The intent of this letter is to respond to your recent article regarding State Auditor Crit Luallen's audit report of the Kentucky Department of Fish and Wildlife Resources.
The nine-member Kentucky Fish and Wildlife Commission represents the sportsmen and women of the commonwealth, and provides oversight and direction for the department. We are proud of the department's track record and our talented, professional staff.
Several important and relevant facts bear mentioning following the recent scrutiny of department actions. Throughout our history, we have strived to conserve and enhance Kentucky's fish and wildlife resources and to provide our customers with quality opportunities to enjoy these valuable resources.
Never miss a local story.
We have overseen the restoration of such species as white-tailed deer, wild turkey, elk and bear; raised and stocked a myriad of sport fish species; acquired and managed valuable habitats; and consistently provided increased opportunity for hunting, fishing and wildlife-related recreation. This has been accomplished without state taxpayer dollars.

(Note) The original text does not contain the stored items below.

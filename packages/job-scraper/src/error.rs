//! Typed errors for the scrape pipeline.

use browser_session::SessionError;
use thiserror::Error;

/// Errors from the job store.
#[derive(Debug, Error)]
pub enum StoreError {
    #[error("database error: {0}")]
    Database(#[from] sqlx::Error),

    #[error("migration failed: {0}")]
    Migration(#[from] sqlx::migrate::MigrateError),

    /// The store refused the write (used by in-memory stores)
    #[error("insert rejected for {key}: {reason}")]
    Rejected { key: String, reason: String },

    #[error("store unavailable: {0}")]
    Unavailable(String),
}

/// Errors that end a scrape cycle early.
///
/// Records committed before the error stand; the cycle is reported as
/// aborted and the scheduler carries on.
#[derive(Debug, Error)]
pub enum CycleError {
    #[error("could not open rendering session: {0}")]
    SessionAcquisition(#[source] SessionError),

    #[error("could not open store session: {0}")]
    StoreAcquisition(#[source] StoreError),

    #[error("initial navigation failed: {0}")]
    Navigation(#[source] SessionError),

    #[error("page {page} did not render its listings: {source}")]
    PageLoadTimeout {
        page: u32,
        #[source]
        source: SessionError,
    },

    #[error("card lookup on page {page} failed: {source}")]
    CardLookup {
        page: u32,
        #[source]
        source: SessionError,
    },

    #[error("cycle panicked: {0}")]
    Panicked(String),
}

/// Result type alias for store operations.
pub type StoreResult<T> = std::result::Result<T, StoreError>;

/// Best-effort message from a caught panic payload.
pub(crate) fn panic_message(payload: &(dyn std::any::Any + Send)) -> String {
    if let Some(s) = payload.downcast_ref::<&str>() {
        (*s).to_string()
    } else if let Some(s) = payload.downcast_ref::<String>() {
        s.clone()
    } else {
        "unknown panic".to_string()
    }
}

/// A CSS selector that does not parse.
#[derive(Debug, Error)]
#[error("invalid selector `{selector}`: {reason}")]
pub struct InvalidSelector {
    pub selector: String,
    pub reason: String,
}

Today's environment calls for the department, at the commission's direction, to adapt in order to halt or reduce long-term decline of our customer base. This requires innovative marketing efforts to recruit new and diverse groups of hunters, anglers and wildlife watchers; to retain our long-time supporters, and aggressively promote Kentucky's outdoor heritage to future generations.
We have accomplished this by becoming more focused in our efforts and adapting to social change, which has included the adoption of a five-year strategic plan. This plan consists of five overarching goals, two of which are to foster a more informed and involved public and to expand and diversify our user base.
In addition to assisting with and adopting the strategic plan, the commission has also overseen the evolution of the department's new public affairs and marketing division, which has included the approval of budgets. The commission is also regularly involved in discussions involving promotional and outreach-related sponsorships initiated by our creative marketing staff.
In the case of the Louisville Bats' partnership highlighted in the recent audit report, the commission supported this initiative specifically based on such considerations as: the venue's urban location; the fact that Jefferson County is the department's No. 1 customer base in license sales; and the county's adjacency to the Ohio River, at least six Fishing in the Neighborhoods lakes, and the recently acquired Otter Creek Outdoor Recreation Area.
In light of these reasons, the comments issued in the recent report were disappointing.
Every member of our commission and every employee of the department take such initiatives seriously and will continue to aggressively recruit and retain a diversity of fish and wildlife-related outdoor enthusiasts. The commission was well aware of the Louisville Bats promotional event, and applauds the department for taking such a bold and innovative approach in order to raise the awareness of our fish and wildlife heritage with the urban citizens and youth of Louisville.
With the responsibility of the commission's oversight authority in mind, we will continue to exercise a watchful eye over the department, promote Kentucky's outdoor heritage, while also embracing new and innovative ideas to recruit and retain sportsmen, sportswomen and other outdoor enthusiasts.